Hypothesis: *Using only a subset of GC metrics we can compute linear regression functions using only heap space used to predict when the next GC occurs. To do this we don’t need access to all the metrics per host, just a subset. And we can extend it in the future to use multiple variables and/or regression classification to predict which GCs are likely to be “long”.*

Let’s look at some sample heap space data and GC time information. Here’s a graph showing heap space used increasing over time (x-axis, seconds) and then a GC kicking in (orange line), resulting in a reduction in the heap space used. The GC value is the duration of the last GC so changes from approximately 7s to 9s.

The following graph shows a linear regression function fitted to the portion of the heap space used graph in the interval between GCs.
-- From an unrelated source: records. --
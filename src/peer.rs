use std::net::SocketAddr;
use std::sync::Arc;
use std::time::Duration;

use bitcoin::secp256k1::PublicKey;

use crate::types::PeerManagerType;

#[cfg(not(target_env = "sgx"))] // TODO Remove once this fn is used in sgx
pub async fn connect_peer_if_necessary(
    pubkey: PublicKey,
    peer_addr: SocketAddr,
    peer_manager: Arc<PeerManagerType>,
) -> Result<(), ()> {
    for node_pubkey in peer_manager.get_peer_node_ids() {
        if node_pubkey == pubkey {
            return Ok(());
        }
    }
    let res = do_connect_peer(pubkey, peer_addr, peer_manager).await;
    if res.is_err() {
        println!("ERROR: failed to connect to peer");
    }
    res
}

pub async fn do_connect_peer(
    pubkey: PublicKey,
    peer_addr: SocketAddr,
    peer_manager: Arc<PeerManagerType>,
) -> Result<(), ()> {
    match lightning_net_tokio::connect_outbound(
        Arc::clone(&peer_manager),
        pubkey,
        peer_addr,
    )
    .await
    {
        Some(connection_closed_future) => {
            let mut connection_closed_future =
                Box::pin(connection_closed_future);
            loop {
                match futures::poll!(&mut connection_closed_future) {
                    std::task::Poll::Ready(_) => {
                        return Err(());
                    }
                    std::task::Poll::Pending => {}
                }
                // Avoid blocking the tokio context by sleeping a bit
                match peer_manager
                    .get_peer_node_ids()
                    .iter()
                    .find(|id| **id == pubkey)
                {
                    Some(_) => return Ok(()),
                    None => tokio::time::sleep(Duration::from_millis(10)).await,
                }
            }
        }
        None => Err(()),
    }
}
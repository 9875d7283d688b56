//! A Bitcoin amount newtype which maintains some useful internal invariants and
//! provides utilities for conversions to and from common Bitcoin units.
//!
//! Note that we don't impl `From<u64>`, `TryFrom<Decimal>`, [`FromStr`], etc
//! because we want calling code to be explicit about what the input unit is.
//!
//! ### Parsing [`Amount`]s
//!
//! If an [`Amount`] needs to be parsed from a user-provided [`String`], use
//! `Decimal::from_str`, then call the appropriate [`Amount`] constructor.
//!
//! ```
//! # use common::ln::amount::Amount;
//! # use rust_decimal::Decimal;
//! # use std::str::FromStr;
//!
//! let sats_str = "42069";
//! let sats_dec = Decimal::from_str(sats_str).expect("Not a number");
//! let amount1 = Amount::try_from_satoshis(sats_dec).expect("Invalid amount");
//!
//! let btc_str = "42.069";
//! let btc_dec = Decimal::from_str(btc_str).expect("Not a number");
//! let amount2 = Amount::try_from_btc(btc_dec).expect("Invalid amount");
//! ```
//!
//! ### [`Display`]ing [`Amount`]s
//!
//! [`Amount`]'s [`Display`] impl displays the contained satoshi [`Decimal`]
//! value, respects [`std::fmt`] syntax, and does not include " sats" in the
//! output. If a different unit is desired, call the appropriate getter, then
//! use the outputted [`Decimal`]'s [`Display`] impl for equivalent behavior.
//!
//! ```
//! # use common::ln::amount::Amount;
//!
//! let amount = Amount::from_msat(69_420_420);
//! println!("{amount} msats");
//!
//! let sats = amount.satoshis();
//! println!("{sats:.3} satoshis");
//!
//! let btc = amount.btc();
//! println!("{btc:.8} BTC");
//! ```
//!
//! [`Display`]: std::fmt::Display
//! [`FromStr`]: std::str::FromStr
//! [`Amount`]: crate::ln::amount::Amount
//! [`Decimal`]: rust_decimal::Decimal

use std::{
    fmt::{self, Display},
    ops::{Add, Div, Mul, Sub},
};

use rust_decimal::{prelude::ToPrimitive, Decimal};
use rust_decimal_macros::dec;
use serde::{Deserialize, Deserializer, Serialize};

/// Errors that can occur when attempting to construct an [`Amount`].
#[derive(Debug, thiserror::Error)]
pub enum Error {
    #[error("Amount is negative")]
    Negative,
    #[error("Amount is too large")]
    TooLarge,
}

/// A Bitcoin amount, internally represented as a satoshi [`Decimal`], which
/// provides the following properties:
///
/// - The contained value is non-negative.
/// - The contained value is no greater than [`Amount::MAX`].
/// - Converting to sats, bits, or BTC and back via divisions and
///   multiplications by 1000 doesn't lose any precision.
#[derive(Copy, Clone, Debug, Eq, PartialEq, Hash, Ord, PartialOrd, Serialize)]
pub struct Amount(Decimal);

impl Amount {
    /// The maximum [`Amount`] that this type can represent. We set this exactly
    /// equal to [`u64::MAX`] millisatoshis because it makes conversions to and
    /// from [`u64`] infallible and hence ergonomic, desirable because [`u64`]
    /// is the most common representation for millisats in non-Lexe code.
    // Correctness of this Decimal::from_parts is checked in the tests
    pub const MAX: Self =
        Self(Decimal::from_parts(4294967295, 4294967295, 0, false, 3));

    /// An [`Amount`] of zero bitcoins.
    pub const ZERO: Self = Self(dec!(0));

    /// The maximum supply of Bitcoin that can ever exist. Analogous to
    /// [`bitcoin::Amount::MAX_MONEY`]; primarily useful as a sanity check.
    // 21 million BTC * 100 million sats per BTC.
    pub const MAX_BITCOIN_SUPPLY: Self = Self(dec!(2_100_000_000_000_000));

    // --- Constructors --- //

    /// Construct an [`Amount`] from a millisatoshi [`u64`] value.
    #[inline]
    pub fn from_msat(msats: u64) -> Self {
        Self(Decimal::from(msats) / dec!(1000))
    }

    /// Construct an [`Amount`] from a satoshi [`u32`] value.
    #[inline]
    pub fn from_sats_u32(sats_u32: u32) -> Self {
        Self::from_msat(u64::from(sats_u32) * 1000)
    }

    /// Construct an [`Amount`] from a satoshi [`u64`] value.
    #[inline]
    pub fn try_from_sats_u64(sats_u64: u64) -> Result<Self, Error> {
        Self::try_from_satoshis(Decimal::from(sats_u64))
    }

    /// Construct an [`Amount`] from a satoshi [`Decimal`] value.
    // "satoshis" instead of "sat" to have a greater string distance from "msat"
    #[inline]
    pub fn try_from_satoshis(sats: Decimal) -> Result<Self, Error> {
        Self::try_from_inner(sats)
    }

    /// Construct an [`Amount`] from a BTC [`Decimal`] value.
    #[inline]
    pub fn try_from_btc(btc: Decimal) -> Result<Self, Error> {
        Self::try_from_inner(btc * dec!(100_000_000))
    }

    // --- Getters --- //
    // We *could* add bits() and millibits() here, but do we really need to?

    /// Returns the [`Amount`] as a [`u64`] millisatoshi value.
    #[inline]
    pub fn msat(&self) -> u64 {
        (self.0 * dec!(1000))
            .to_u64()
            .expect("Amount::MAX == u64::MAX millisats")
    }

    /// Returns the [`Amount`] as a [`u64`] satoshi value.
    #[inline]
    pub fn sats_u64(&self) -> u64 {
        self.satoshis().to_u64().expect("Msats fits => sats fits")
    }

    /// Returns the [`Amount`] as a [`Decimal`] satoshi value.
    // "satoshis" instead of "sat" to have a greater string distance from "msat"
    #[inline]
    pub fn satoshis(&self) -> Decimal {
        self.0
    }

    /// Returns the [`Amount`] as a [`Decimal`] BTC value.
    #[inline]
    pub fn btc(&self) -> Decimal {
        self.0 / dec!(100_000_000)
    }

    // --- Checked arithmetic --- //

    pub fn checked_add(self, rhs: Self) -> Option<Self> {
        let inner = self.0.checked_add(rhs.0)?;
        Self::try_from_inner(inner).ok()
    }

    pub fn checked_sub(self, rhs: Self) -> Option<Self> {
        let inner = self.0.checked_sub(rhs.0)?;
        Self::try_from_inner(inner).ok()
    }

    // Amount * scalar => Amount
    pub fn checked_mul(self, rhs: Decimal) -> Option<Self> {
        let inner = self.0.checked_mul(rhs)?;
        Self::try_from_inner(inner).ok()
    }

    // Amount / scalar => Amount
    pub fn checked_div(self, rhs: Decimal) -> Option<Self> {
        let inner = self.0.checked_div(rhs)?;
        Self::try_from_inner(inner).ok()
    }

    /// Checks all internal invariants, returning [`Self`] if all were OK.
    #[inline]
    fn try_from_inner(inner: Decimal) -> Result<Self, Error> {
        if inner.is_sign_negative() {
            Err(Error::Negative)
        } else if inner > Self::MAX.0 {
            Err(Error::TooLarge)
        } else {
            Ok(Self(inner))
        }
    }
}

impl<'de> Deserialize<'de> for Amount {
    fn deserialize<D>(deserializer: D) -> Result<Self, D::Error>
    where
        D: Deserializer<'de>,
    {
        let inner: Decimal = Deserialize::deserialize(deserializer)?;

        Self::try_from_inner(inner).map_err(|e| match e {
            Error::Negative => serde::de::Error::custom("Amount was negative"),
            Error::TooLarge => serde::de::Error::custom("Amount was too large"),
        })
    }
}

impl Display for Amount {
    #[inline]
    fn fmt(&self, f: &mut fmt::Formatter<'_>) -> fmt::Result {
        // Delegate to Decimal's Display impl which respects `std::fmt` syntax.
        Decimal::fmt(&self.0, f)
    }
}

// --- bitcoin::Amount conversions --- //
// `bitcoin::Amount` is represented as u64 *satoshis*, so a conversion *to*
// their type is infallible, while a conversion *from* their type is not.

impl From<Amount> for bitcoin::Amount {
    #[inline]
    fn from(amt: Amount) -> Self {
        Self::from_sat(amt.satoshis().to_u64().expect("safe by construction"))
    }
}

impl TryFrom<bitcoin::Amount> for Amount {
    type Error = Error;
    #[inline]
    fn try_from(amt: bitcoin::Amount) -> Result<Self, Self::Error> {
        Self::try_from_satoshis(Decimal::from(amt.to_sat()))
    }
}

// --- Basic std::ops impls --- //

impl Add for Amount {
    type Output = Self;
    fn add(self, rhs: Self) -> Self::Output {
        Self::try_from_inner(self.0 + rhs.0).expect("Overflowed")
    }
}

impl Sub for Amount {
    type Output = Self;
    fn sub(self, rhs: Self) -> Self::Output {
        Self::try_from_inner(self.0 - rhs.0).expect("Underflowed")
    }
}

// Amount * scalar => Amount
impl Mul<Decimal> for Amount {
    type Output = Self;
    fn mul(self, rhs: Decimal) -> Self::Output {
        Self::try_from_inner(self.0 * rhs).expect("Overflowed")
    }
}
// scalar * Amount => Amount
impl Mul<Amount> for Decimal {
    type Output = Amount;
    fn mul(self, rhs: Amount) -> Self::Output {
        Amount::try_from_inner(self * rhs.0).expect("Overflowed")
    }
}

// Amount / scalar => Amount
impl Div<Decimal> for Amount {
    type Output = Self;
    fn div(self, rhs: Decimal) -> Self::Output {
        Self::try_from_inner(self.0 / rhs).expect("Overflowed")
    }
}

// --- Tests and test infra --- //

#[cfg(any(test, feature = "test-utils"))]
mod arbitrary_impl {
    use proptest::{
        arbitrary::{any, Arbitrary},
        strategy::{BoxedStrategy, Strategy},
    };

    use super::*;

    impl Arbitrary for Amount {
        type Parameters = ();
        type Strategy = BoxedStrategy<Self>;
        fn arbitrary_with(_args: Self::Parameters) -> Self::Strategy {
            any::<u64>().prop_map(Amount::from_msat).boxed()
        }
    }
}

#[cfg(test)]
mod test {
    use proptest::{arbitrary::any, prop_assert, prop_assert_eq, proptest};

    use super::*;
    use crate::Apply;

    /// Check the correctness of the associated constants.
    #[test]
    fn check_associated_constants() {
        // Check the usage of Decimal::from_parts to define Amount::MAX
        let max_u64_msat_in_sat = Decimal::from(u64::MAX) / dec!(1000);
        println!("{:?}", max_u64_msat_in_sat.unpack());
        assert_eq!(Amount::MAX, Amount(max_u64_msat_in_sat));

        assert_eq!(Amount::MAX.msat(), u64::MAX);
        assert_eq!(
            Amount::MAX_BITCOIN_SUPPLY.satoshis(),
            dec!(21_000_000) * dec!(100_000_000),
        );
        assert_eq!(
            Amount::MAX_BITCOIN_SUPPLY.msat(),
            21_000_000 * 100_000_000 * 1000,
        );
    }

    /// Tests that converting the [`u64`] msat provided by LDK into our
    /// [`Amount`] newtype and back does not lose any precision.
    #[test]
    fn no_msat_u64_precision_loss() {
        proptest!(|(msat1 in any::<u64>())| {
            let amount = Amount::from_msat(msat1);
            let msat2 = amount.msat();
            prop_assert_eq!(msat1, msat2);
        })
    }

    /// Tests that [`u32`] satoshis roundtrips to and from [`Amount`].
    #[test]
    fn sat_u32_roundtrips() {
        proptest!(|(sat1 in any::<u32>())| {
            let amount = Amount::from_sats_u32(sat1);
            let sat2a = amount.sats_u64().apply(u32::try_from).unwrap();
            let sat2b = amount.satoshis().to_u32().unwrap();
            prop_assert_eq!(sat1, sat2a);
            prop_assert_eq!(sat1, sat2b);
        })
    }

    /// Tests that converting to fractional units like satoshis or BTC and back
    /// (using base 10 multiplications and divisions) does not lose precision,
    /// regardless of if it was done 'inside' or 'outside' the [`Amount`] impl.
    // 'Inside' refers to arithmetic done inside the getters and constructors;
    // 'Outside' refers to arithmetic done on the returned `Decimal` struct,
    // i.e. 'outside' of the Amount impls.
    #[test]
    fn no_roundtrip_inside_outside_precision_loss() {
        proptest!(|(amount in any::<Amount>())| {
            {
                // Roundtrip 'inside': Amount -> sat dec -> Amount
                let roundtrip_inside =
                    Amount::try_from_satoshis(amount.satoshis()).unwrap();
                prop_assert_eq!(amount, roundtrip_inside);

                // Roundtrip 'outside':
                // Amount -> msat u64 -> msat dec -> sat dec -> Amount
                let msat_u64 = amount.msat();
                let msat_dec = Decimal::from(msat_u64);
                let sat_dec = msat_dec / dec!(1000);
                let roundtrip_outside = Amount::try_from_satoshis(sat_dec).unwrap();
                prop_assert_eq!(roundtrip_inside, roundtrip_outside);
            }

            // Now do the same thing, but with the conversion to BTC.
            {
                // 'inside': Amount -> btc dec -> Amount
                let roundtrip_inside = Amount::try_from_btc(amount.btc()).unwrap();
                prop_assert_eq!(amount, roundtrip_inside);

                // 'outside': Amount -> msat u64 -> msat dec -> btc dec -> Amount
                let msat_u64 = amount.msat();
                let msat_dec = Decimal::from(msat_u64);
                let btc_dec = msat_dec / dec!(100_000_000_000);
                let roundtrip_outside = Amount::try_from_btc(btc_dec).unwrap();
                prop_assert_eq!(roundtrip_inside, roundtrip_outside);
            }
        })
    }

    /// Test the `Add` and `Sub` impls a bit.
    #[test]
    fn amount_add_sub() {
        proptest!(|(
            amount1 in any::<Amount>(),
            amount2 in any::<Amount>(),
        )| {
            let (greater, lesser) = if amount1 >= amount2 {
                (amount1, amount2)
            } else {
                (amount2, amount1)
            };

            let diff = greater - lesser;
            prop_assert_eq!(greater, lesser + diff);
            prop_assert_eq!(lesser, greater - diff);

            let checked_diff = greater.checked_sub(lesser).unwrap();
            prop_assert_eq!(greater, lesser.checked_add(checked_diff).unwrap());
            prop_assert_eq!(lesser, greater.checked_sub(checked_diff).unwrap());

            if greater > lesser {
                prop_assert!(lesser.checked_sub(greater).is_none());
                prop_assert!(Amount::MAX.checked_add(greater).is_none());
            }
        })
    }

    /// Test the `Mul` and `Div` impls a bit.
    #[test]
    fn amount_mul_div() {
        proptest!(|(amount1 in any::<Amount>())| {
            let intermediate = amount1 / dec!(10);

            let amount2_scalar_first = dec!(10) * intermediate;
            prop_assert_eq!(amount1, amount2_scalar_first);
            let amount2_amount_first = intermediate * dec!(10);
            prop_assert_eq!(amount1, amount2_amount_first);

            let checked_int = amount1.checked_div(dec!(10)).unwrap();
            let checked_amount2 = checked_int.checked_mul(dec!(10)).unwrap();
            prop_assert_eq!(amount1, checked_amount2);
        })
    }
}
It shows a significant linear correlation with R- squared 0.71.

Is this useful? Assuming we know (or can compute) the amount of heap used that triggers a GC then yes. This may be node-specific (depending on how much heap is available), may change (as more memory is allocated), and may be a percentage (which we have to compute, for this example it was 70%). Obviously, the slope of the function will vary across and even within nodes depending on the frequency of GC (which may depend on many other variables which we’ll look at next time), so the function needs to be computed for each node for each interval between GCs. This requires us to do a few things: Find when each GC occurs so we can determine the time period from the end of the last GC to the start of the next GC to use as the sample period to compute the regression function over; for each interval normalise the actual timestamps to relative time (in seconds) from the start of the interval; keep track of the amount of heap used that triggers the GC (or compute the percentage used); and find sufficient samples for a node to make predictions and check the accuracy and usefulness of the results.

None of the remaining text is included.